On the following day, the two houses met in Westminster Hall. The king's resignation was read, each member standing in his place and signifying his assent, amidst the clamorous approbation of the multitude. They next proceeded to the act of deposition. In thirty-three articles, it was said that Richard had repeatedly violated his coronation oath; and, if many of these accusations were frivolous or ill-grounded, it must yet be allowed, that he had sinned quite enough against his people to justly incur the doom of forfeiture. His share in the death of the Duke of Gloucester can hardly be doubted; his revocation of the pardons he had granted, and his judicial murders, are beyond the possibility of a question; and, even if these were wanting, it would yet have been a good ground for his deposition, that be had set himself above all law, levying what taxes, and. making what enactment’s, he thought proper, without the concurrence of any parliament. No opposition had been expected; but, to the surprise of the Lancastrians, Thomas Merks, the bishop of Carlisle, denied the right of the two houses either to depose Richard, or to pass by the next prince of the blood, ridiculing the idea that Edmund, Earl of Lancaster, ancestor, by the mother's side, to the present duke, was in reality the elder brother of Edward I.; a report which had been industriously circulated, that Henry might seem to be the real heir to the throne. The moment he sate down, he was arrested and carried off to the abbey of St. Albans. Such an atrocious act of violence would hardly have been passed over in quiet, had not all parties been well disposed to the claims of Henry. As it was, the unanimous votes of the whole assembly deposed Richard, and eight commissioners ascending a tribunal before the throne, pronounced the sentence of degradation. The act of deposition was then notified to him, by Sir William Thirnyng, chief justice, and received on his part with a meek declaration that he looked not after the royal authority, but hoped his cousin would be a good lord to him.

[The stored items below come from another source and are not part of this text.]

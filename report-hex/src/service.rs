//! Report Application Service

use std::sync::Arc;

use payments_types::{PaymentSearchPort, ReportRow, SearchClientError, SearchPaymentParams};

use crate::error::ReportError;

/// Forwards report queries to the payment service.
pub struct ReportService<C: PaymentSearchPort> {
    payments: Arc<C>,
}

impl<C: PaymentSearchPort> ReportService<C> {
    pub fn new(payments: C) -> Self {
        Self {
            payments: Arc::new(payments),
        }
    }

    /// Validates the query, brings its dates into UTC and returns the
    /// payment service's rows unchanged.
    pub async fn report(&self, params: SearchPaymentParams) -> Result<Vec<ReportRow>, ReportError> {
        let filter = params.into_filter()?;

        let rows = self.payments.search_transactions(&filter).await.map_err(|e| {
            tracing::warn!(error = %e, "Payment search failed");
            e
        })?;

        tracing::info!(rows = rows.len(), "Report generated");
        Ok(rows)
    }

    /// Readiness: the payment service must answer.
    pub async fn ready(&self) -> Result<(), SearchClientError> {
        self.payments.ping().await
    }
}

#[cfg(test)]
mod tests {
    use std::sync::Mutex;

    use async_trait::async_trait;
    use chrono::{TimeZone, Utc};
    use payments_types::{SearchFilter, Timestamp};

    use super::*;

    /// Records every filter it receives.
    #[derive(Default)]
    struct RecordingPort {
        seen: Mutex<Vec<SearchFilter>>,
        fail: Option<u16>,
    }

    #[async_trait]
    impl PaymentSearchPort for RecordingPort {
        async fn search_transactions(
            &self,
            filter: &SearchFilter,
        ) -> Result<Vec<ReportRow>, SearchClientError> {
            self.seen.lock().unwrap().push(filter.clone());
            match self.fail {
                Some(status) => Err(SearchClientError::Rejected {
                    status,
                    message: "boom".to_string(),
                }),
                None => Ok(Vec::new()),
            }
        }
    }

    #[tokio::test]
    async fn test_dates_are_retagged_before_forwarding() {
        let service = ReportService::new(RecordingPort::default());
        let params = SearchPaymentParams {
            bank_id: Some("akbank".to_string()),
            start_date: Some("2024-01-01".parse::<Timestamp>().unwrap()),
            end_date: Some("2024-01-31T10:00:00+03:00".parse::<Timestamp>().unwrap()),
            ..Default::default()
        };

        service.report(params).await.unwrap();

        let seen = service.payments.seen.lock().unwrap();
        assert_eq!(seen.len(), 1);
        assert_eq!(seen[0].bank_id.as_deref(), Some("akbank"));
        assert_eq!(
            seen[0].start_date,
            Some(Utc.with_ymd_and_hms(2024, 1, 1, 0, 0, 0).unwrap())
        );
        assert_eq!(
            seen[0].end_date,
            Some(Utc.with_ymd_and_hms(2024, 1, 31, 7, 0, 0).unwrap())
        );
    }

    #[tokio::test]
    async fn test_invalid_range_never_reaches_payment_service() {
        let service = ReportService::new(RecordingPort::default());
        let params = SearchPaymentParams {
            start_date: Some("2024-02-01".parse::<Timestamp>().unwrap()),
            end_date: Some("2024-01-01".parse::<Timestamp>().unwrap()),
            ..Default::default()
        };

        let err = service.report(params).await.unwrap_err();

        assert!(matches!(err, ReportError::Validation(ref e) if e.len() == 2));
        assert!(service.payments.seen.lock().unwrap().is_empty());
    }

    #[tokio::test]
    async fn test_upstream_failure_is_surfaced() {
        let service = ReportService::new(RecordingPort {
            fail: Some(500),
            ..Default::default()
        });

        let err = service
            .report(SearchPaymentParams::default())
            .await
            .unwrap_err();

        assert!(matches!(
            err,
            ReportError::Upstream(SearchClientError::Rejected { status: 500, .. })
        ));
    }
}
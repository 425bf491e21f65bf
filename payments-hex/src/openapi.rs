//! OpenAPI specification and documentation.

#![allow(dead_code)] // Path functions are only used by utoipa for documentation generation

use payments_types::domain::{DetailId, TransactionId, TransactionStatus, TransactionType};
use payments_types::dto::{
    CancelRequest, PayRequest, RefundRequest, ReportDetail, ReportRow, SearchPaymentParams,
    TransactionResult,
};
use payments_types::error::FieldError;
use utoipa::OpenApi;

// Dummy functions to generate path documentation
// These are not the actual handlers, just for OpenAPI path generation

/// Liveness probe
#[utoipa::path(
    get,
    path = "/health/live",
    tag = "health",
    responses(
        (status = 200, description = "Service is running", body = inline(serde_json::Value), example = json!({"status": "healthy"}))
    )
)]
async fn live() {}

/// Readiness probe (checks the database)
#[utoipa::path(
    get,
    path = "/health/ready",
    tag = "health",
    responses(
        (status = 200, description = "Database reachable", body = inline(serde_json::Value), example = json!({"status": "ready"})),
        (status = 503, description = "Database unreachable")
    )
)]
async fn ready() {}

/// Charge a payment through a bank
#[utoipa::path(
    post,
    path = "/api/payment/pay",
    tag = "payment",
    request_body = PayRequest,
    responses(
        (status = 200, description = "Payment recorded", body = TransactionResult),
        (status = 400, description = "Validation failed or unknown bank")
    )
)]
async fn pay() {}

/// Cancel a transaction on the day it was made
#[utoipa::path(
    post,
    path = "/api/payment/cancel/{transactionId}",
    tag = "payment",
    params(
        ("transactionId" = TransactionId, Path, description = "Transaction ID (UUID)")
    ),
    responses(
        (status = 200, description = "Transaction cancelled", body = TransactionResult),
        (status = 400, description = "Not the same day, or already reversed"),
        (status = 404, description = "Transaction not found"),
        (status = 409, description = "Transaction changed concurrently")
    )
)]
async fn cancel() {}

/// Refund a transaction at least one day old
#[utoipa::path(
    post,
    path = "/api/payment/refund/{transactionId}",
    tag = "payment",
    params(
        ("transactionId" = TransactionId, Path, description = "Transaction ID (UUID)")
    ),
    responses(
        (status = 200, description = "Transaction refunded", body = TransactionResult),
        (status = 400, description = "Less than a day old, or already reversed"),
        (status = 404, description = "Transaction not found"),
        (status = 409, description = "Transaction changed concurrently")
    )
)]
async fn refund() {}

/// Search transactions with their details
#[utoipa::path(
    get,
    path = "/api/payment/search",
    tag = "payment",
    params(
        ("bankId" = Option<String>, Query, description = "Exact bank code"),
        ("status" = Option<TransactionStatus>, Query, description = "Success or Fail"),
        ("orderReference" = Option<String>, Query, description = "Exact order reference"),
        ("startDate" = Option<String>, Query, description = "Inclusive lower bound"),
        ("endDate" = Option<String>, Query, description = "Inclusive upper bound")
    ),
    responses(
        (status = 200, description = "Matching transactions", body = Vec<ReportRow>),
        (status = 400, description = "Invalid filter")
    )
)]
async fn search() {}

/// OpenAPI documentation for the Payment API.
#[derive(OpenApi)]
#[openapi(
    info(
        title = "Payment Service API",
        version = "1.0.0",
        description = "Pay, cancel and refund through Akbank, Garanti and Yapı Kredi, and search the resulting transactions.\n\nDates in responses are shown in the service's display time zone; stored dates are UTC.",
        license(name = "MIT"),
    ),
    paths(live, ready, pay, cancel, refund, search),
    components(
        schemas(
            PayRequest,
            CancelRequest,
            RefundRequest,
            SearchPaymentParams,
            TransactionResult,
            ReportRow,
            ReportDetail,
            TransactionStatus,
            TransactionType,
            TransactionId,
            DetailId,
            FieldError,
        )
    ),
    tags(
        (name = "health", description = "Health check endpoints"),
        (name = "payment", description = "Payment lifecycle and search"),
    )
)]
pub struct ApiDoc;
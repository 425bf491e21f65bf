//! HTTP Inbound Adapter

mod handlers;
mod server;

pub use handlers::{ApiError, AppState};
pub use server::HttpServer;
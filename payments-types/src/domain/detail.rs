//! Transaction detail (lifecycle event) domain model.

use rust_decimal::Decimal;
use serde::{Deserialize, Serialize};
use utoipa::ToSchema;
use uuid::Uuid;

use super::transaction::{TransactionId, TransactionStatus, TransactionType};

/// Unique identifier for a TransactionDetail.
#[derive(Debug, Clone, Copy, PartialEq, Eq, Hash, Serialize, Deserialize, ToSchema)]
#[serde(transparent)]
pub struct DetailId(Uuid);

impl DetailId {
    pub fn new() -> Self {
        Self(Uuid::new_v4())
    }

    pub fn from_uuid(uuid: Uuid) -> Self {
        Self(uuid)
    }

    pub fn into_uuid(self) -> Uuid {
        self.0
    }
}

impl Default for DetailId {
    fn default() -> Self {
        Self::new()
    }
}

impl std::fmt::Display for DetailId {
    fn fmt(&self, f: &mut std::fmt::Formatter<'_>) -> std::fmt::Result {
        write!(f, "{}", self.0)
    }
}

/// One append-only event (Sale, Cancel or Refund) recorded against a transaction.
#[derive(Debug, Clone, PartialEq, Serialize, Deserialize)]
#[serde(rename_all = "camelCase")]
pub struct TransactionDetail {
    pub id: DetailId,
    /// Owning transaction
    pub transaction_id: TransactionId,
    pub transaction_type: TransactionType,
    pub status: TransactionStatus,
    pub amount: Decimal,
}

impl TransactionDetail {
    /// Creates a detail row with a fresh id.
    pub fn new(
        transaction_id: TransactionId,
        transaction_type: TransactionType,
        status: TransactionStatus,
        amount: Decimal,
    ) -> Self {
        Self {
            id: DetailId::new(),
            transaction_id,
            transaction_type,
            status,
            amount,
        }
    }
}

We shall see how he perished in the story of the next reign. By Richard's voluntary act, as well as by the decree of parliament, the throne was now vacant. And what real claims to it had Henry? According to the acknowledged law of succession, the descendants of Lionel, the third son of Edward III., were nearest to the throne, and parliament had formally allowed their right. But how often had claims of equal force been set aside to suit the fears, the wishes, or the prejudices of the moment. The duke rose from his seat, and crossing his breast and forehead, as if to vouch for his sincerity by the solemnity of the deed, thus addressed his hearers: "In the name of the Father, Son, and Holy Ghost, I, Henry of Lancaster, challenge this realm of England and the crown, with all the members and appurtenances, as I that am descended by right line of blood, coming from the good lord, King Henry III., and through that right that God of his grace hath sent me, with help of my kind and friends to recover it; the which realm was in point, to be undone by default of governance, and undoing of good laws." The claim thus artfully worded, was allowed unanimously by both houses, and in confirmation, Henry produced the seal and ring, which, as he said, had been given to him by Richard, at the time when he signed his resignation. The primate then led him by the hand to the throne, on the steps of which he knelt for a few minutes in prayer, when he was seated upon it by the two archbishops; loud acclamations followed, and attested the satisfaction of the beholders, and when they had subsided, the new monarch made a brief address, concluding with his thanks to all for their attachment, and a promise to govern them according to law and right. But with the authority of Richard had expired that of the parliament and of the royal officers, He therefore ordered the same parliament to meet again in six days, appointed new officers, and having received their oaths, retired in state to the royal apartments. With this last ceremony, the reign of Richard may be said to conclude, and that of Henry IV. to commence, amidst the general expectations of a brilliant future to the country.